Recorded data
* * *

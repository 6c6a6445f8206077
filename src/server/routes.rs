use crate::errors::DashboardError;
use crate::metrics::export::run_pipeline;
use crate::state::AppState;
use axum::extract::{Request, State};
use axum::http::StatusCode;
use axum::middleware::Next;
use axum::response::{IntoResponse, Json, Response};
use portable_atomic::Ordering::Relaxed;
use std::sync::Arc;

/// GET /api/dashboard -- the whole export, same shape as the JSON file
pub async fn get_dashboard(State(state): State<Arc<AppState>>) -> Json<serde_json::Value> {
    let export = state.current();
    Json(serde_json::json!(&*export))
}

/// GET /api/summary -- `{}` when there is no data
pub async fn get_summary(State(state): State<Arc<AppState>>) -> Json<serde_json::Value> {
    let export = state.current();
    match &export.summary {
        Some(summary) => Json(serde_json::json!(summary)),
        None => Json(serde_json::json!({})),
    }
}

/// GET /api/daily
pub async fn get_daily(State(state): State<Arc<AppState>>) -> Json<serde_json::Value> {
    let export = state.current();
    Json(serde_json::json!({ "daily_metrics": export.daily_metrics }))
}

/// GET /api/platforms
pub async fn get_platforms(State(state): State<Arc<AppState>>) -> Json<serde_json::Value> {
    let export = state.current();
    Json(serde_json::json!({ "platform_performance": export.platform_performance }))
}

/// GET /api/campaigns
pub async fn get_campaigns(State(state): State<Arc<AppState>>) -> Json<serde_json::Value> {
    let export = state.current();
    Json(serde_json::json!({ "campaign_performance": export.campaign_performance }))
}

/// POST /api/refresh -- reload the CSVs, rewrite the JSON file, publish.
/// CSV parsing runs on a blocking thread.
pub async fn refresh(State(state): State<Arc<AppState>>) -> Response {
    let config = state.config.clone();
    let result = tokio::task::spawn_blocking(move || run_pipeline(&config))
        .await
        .map_err(|e| DashboardError::Server(format!("refresh task: {e}")))
        .and_then(|r| r);

    match result {
        Ok(export) => {
            state.counters.refreshes.fetch_add(1, Relaxed);
            let body = serde_json::json!({
                "last_updated": export.last_updated,
                "days": export.daily_metrics.len(),
                "campaigns": export.campaign_performance.len(),
            });
            state.publish(export);
            tracing::info!("dashboard data refreshed");
            Json(body).into_response()
        }
        Err(e) => {
            state.counters.refresh_failures.fetch_add(1, Relaxed);
            tracing::error!(error = %e, "refresh failed");
            (
                StatusCode::INTERNAL_SERVER_ERROR,
                Json(serde_json::json!({ "error": e.to_string() })),
            )
                .into_response()
        }
    }
}

/// GET /api/counters -- request counters (lock-free reads)
pub async fn get_counters(State(state): State<Arc<AppState>>) -> Json<serde_json::Value> {
    Json(serde_json::json!({
        "requests_served": state.counters.requests_served.load(Relaxed),
        "refreshes": state.counters.refreshes.load(Relaxed),
        "refresh_failures": state.counters.refresh_failures.load(Relaxed),
    }))
}

/// Counts every request, static files included.
pub async fn count_requests(
    State(state): State<Arc<AppState>>,
    request: Request,
    next: Next,
) -> Response {
    state.counters.requests_served.fetch_add(1, Relaxed);
    next.run(request).await
}
pub mod profiles;

use crate::config::GeneratorConfig;
use crate::errors::{DashboardError, DashboardResult};
use crate::ingest::{feed_path, BUSINESS_FILE};
use crate::metrics::ratios::money;
use crate::state::{AdRecord, BusinessRow, Dataset, Platform};
use chrono::{Datelike, NaiveDate, Weekday};
use profiles::{PlatformProfile, RowsPerDay};
use rand::distributions::Distribution;
use rand::rngs::StdRng;
use rand::seq::SliceRandom;
use rand::{Rng, SeedableRng};
use statrs::distribution::{Binomial, Normal};
use std::f64::consts::PI;
use std::path::Path;

const STATES: [&str; 10] = ["CA", "NY", "TX", "FL", "IL", "PA", "OH", "MI", "GA", "NC"];

// Business baselines
const BASE_ORDERS: f64 = 450.0;
const BASE_NEW_CUSTOMERS: f64 = 120.0;
const BUSINESS_SEASONAL_AMPLITUDE: f64 = 0.25;
const WEEKEND_FACTOR: f64 = 1.2;
/// Total growth over the generated window (30%).
const GROWTH_OVER_WINDOW: f64 = 0.3;

/// Seeded source of synthetic draws. Same seed, same dataset.
pub struct Generator {
    rng: StdRng,
}

impl Generator {
    pub fn new(seed: u64) -> Self {
        Self {
            rng: StdRng::seed_from_u64(seed),
        }
    }

    /// Draw from N(mean, std). A degenerate std yields the mean.
    fn gaussian(&mut self, mean: f64, std: f64) -> f64 {
        match Normal::new(mean, std) {
            Ok(normal) => normal.sample(&mut self.rng),
            Err(_) => mean,
        }
    }

    /// Successes in `trials` draws with probability `p` (clamped to [0, 1]).
    fn binomial(&mut self, trials: u64, p: f64) -> u64 {
        match Binomial::new(p.clamp(0.0, 1.0), trials) {
            Ok(binomial) => binomial.sample(&mut self.rng) as u64,
            Err(_) => 0,
        }
    }

    fn pick<'a>(&mut self, items: &[&'a str]) -> &'a str {
        items.choose(&mut self.rng).copied().unwrap_or_default()
    }

    fn rows_today(&mut self, rule: RowsPerDay) -> u32 {
        match rule {
            RowsPerDay::Between(lo, hi) => self.rng.gen_range(lo..=hi),
            RowsPerDay::Chance(p) => u32::from(self.rng.gen_bool(p)),
        }
    }

    /// One platform feed over `dates`.
    pub fn ad_feed(&mut self, profile: &PlatformProfile, dates: &[NaiveDate]) -> Vec<AdRecord> {
        let mut rows = Vec::new();
        for &date in dates {
            let seasonal = seasonal_factor(date, profile.seasonal_amplitude);
            for &(campaign, conv_rate) in profile.campaigns {
                for _ in 0..self.rows_today(profile.rows_per_day) {
                    let state = self.pick(&STATES);
                    let tactic = self.pick(profile.tactics);

                    let imp = profile.impressions;
                    let impressions =
                        ((self.gaussian(imp.mean, imp.std) * seasonal) as i64).max(imp.floor as i64) as u64;

                    let ctr = self
                        .gaussian(profile.ctr.mean, profile.ctr.std)
                        .clamp(profile.ctr.min, profile.ctr.max);
                    let clicks = (impressions as f64 * ctr) as u64;

                    let cpc = self
                        .gaussian(profile.cpc.mean, profile.cpc.std)
                        .max(profile.cpc.floor);
                    let spend = clicks as f64 * cpc;

                    let conversions = self.binomial(clicks, conv_rate);
                    let aov = self
                        .gaussian(profile.order_value.mean, profile.order_value.std)
                        .max(profile.order_value.floor);

                    rows.push(AdRecord {
                        date,
                        tactic: tactic.to_string(),
                        state: state.to_string(),
                        campaign: campaign.to_string(),
                        impressions,
                        clicks,
                        spend: money(spend),
                        attributed_revenue: money(conversions as f64 * aov),
                    });
                }
            }
        }
        rows
    }

    /// Daily business results with seasonality, weekend lift and growth.
    pub fn business(&mut self, dates: &[NaiveDate]) -> Vec<BusinessRow> {
        let n = dates.len().max(1) as f64;
        dates
            .iter()
            .enumerate()
            .map(|(i, &date)| {
                let weekend = match date.weekday() {
                    Weekday::Sat | Weekday::Sun => WEEKEND_FACTOR,
                    _ => 1.0,
                };
                let growth = 1.0 + (i as f64 / n) * GROWTH_OVER_WINDOW;
                let factor = seasonal_factor(date, BUSINESS_SEASONAL_AMPLITUDE) * weekend * growth;

                let orders = (self.gaussian(BASE_ORDERS * factor, 50.0) as i64).max(50);

                let new_order_rate = self.gaussian(0.35, 0.05).clamp(0.2, 0.6);
                let new_orders = (orders as f64 * new_order_rate) as i64;

                let drawn_new = self.gaussian(BASE_NEW_CUSTOMERS * factor, 20.0) as i64;
                let new_customers = new_orders.min(drawn_new).max(20);

                let aov = self.gaussian(78.0, 25.0).max(20.0);
                let total_revenue = orders as f64 * aov;

                let cogs_rate = self.gaussian(0.45, 0.05).clamp(0.3, 0.65);
                let cogs = total_revenue * cogs_rate;

                BusinessRow {
                    date,
                    orders: orders as u64,
                    new_orders: new_orders as u64,
                    new_customers: new_customers as u64,
                    total_revenue: money(total_revenue),
                    gross_profit: money(total_revenue - cogs),
                    cogs: money(cogs),
                }
            })
            .collect()
    }
}

fn seasonal_factor(date: NaiveDate, amplitude: f64) -> f64 {
    1.0 + amplitude * (2.0 * PI * date.ordinal() as f64 / 365.0).sin()
}

/// Consecutive dates starting at `start`.
pub fn date_range(start: NaiveDate, days: u32) -> Vec<NaiveDate> {
    start.iter_days().take(days as usize).collect()
}

/// Generate all four feeds. Platforms are drawn in canonical order, then
/// business results, so a seed always reproduces the same files.
pub fn generate(config: &GeneratorConfig) -> Dataset {
    let dates = date_range(config.start_date, config.days);
    let mut generator = Generator::new(config.seed);

    let mut dataset = Dataset::default();
    for platform in Platform::ALL {
        *dataset.feeds.get_mut(platform) = generator.ad_feed(profiles::profile(platform), &dates);
    }
    dataset.business = generator.business(&dates);
    dataset
}

fn write_csv<T: serde::Serialize>(path: &Path, rows: &[T]) -> DashboardResult<()> {
    let mut writer = csv::Writer::from_path(path)
        .map_err(|e| DashboardError::Csv(format!("{}: {e}", path.display())))?;
    for row in rows {
        writer.serialize(row)?;
    }
    writer.flush()?;
    Ok(())
}

/// Write the dataset as `facebook.csv`, `google.csv`, `tiktok.csv` and
/// `business.csv` under `data_dir`.
pub fn write_csvs(dataset: &Dataset, data_dir: &Path) -> DashboardResult<()> {
    std::fs::create_dir_all(data_dir)
        .map_err(|e| DashboardError::Io(format!("create dir {}: {e}", data_dir.display())))?;

    for platform in Platform::ALL {
        let path = feed_path(data_dir, platform);
        let rows = dataset.feeds.get(platform);
        write_csv(&path, rows)?;
        tracing::info!(platform = %platform, rows = rows.len(), path = %path.display(), "wrote ad feed");
    }

    let path = data_dir.join(BUSINESS_FILE);
    write_csv(&path, &dataset.business)?;
    tracing::info!(rows = dataset.business.len(), path = %path.display(), "wrote business feed");
    Ok(())
}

* * *

What you will do: Would you please return all lines of the data that include the word "RowsPerDay"?

Output below:
use profiles::{PlatformProfile, RowsPerDay};
    fn rows_today(&mut self, rule: RowsPerDay) -> u32 {
            RowsPerDay::Between(lo, hi) => self.rng.gen_range(lo..=hi),
            RowsPerDay::Chance(p) => u32::from(self.rng.gen_bool(p)),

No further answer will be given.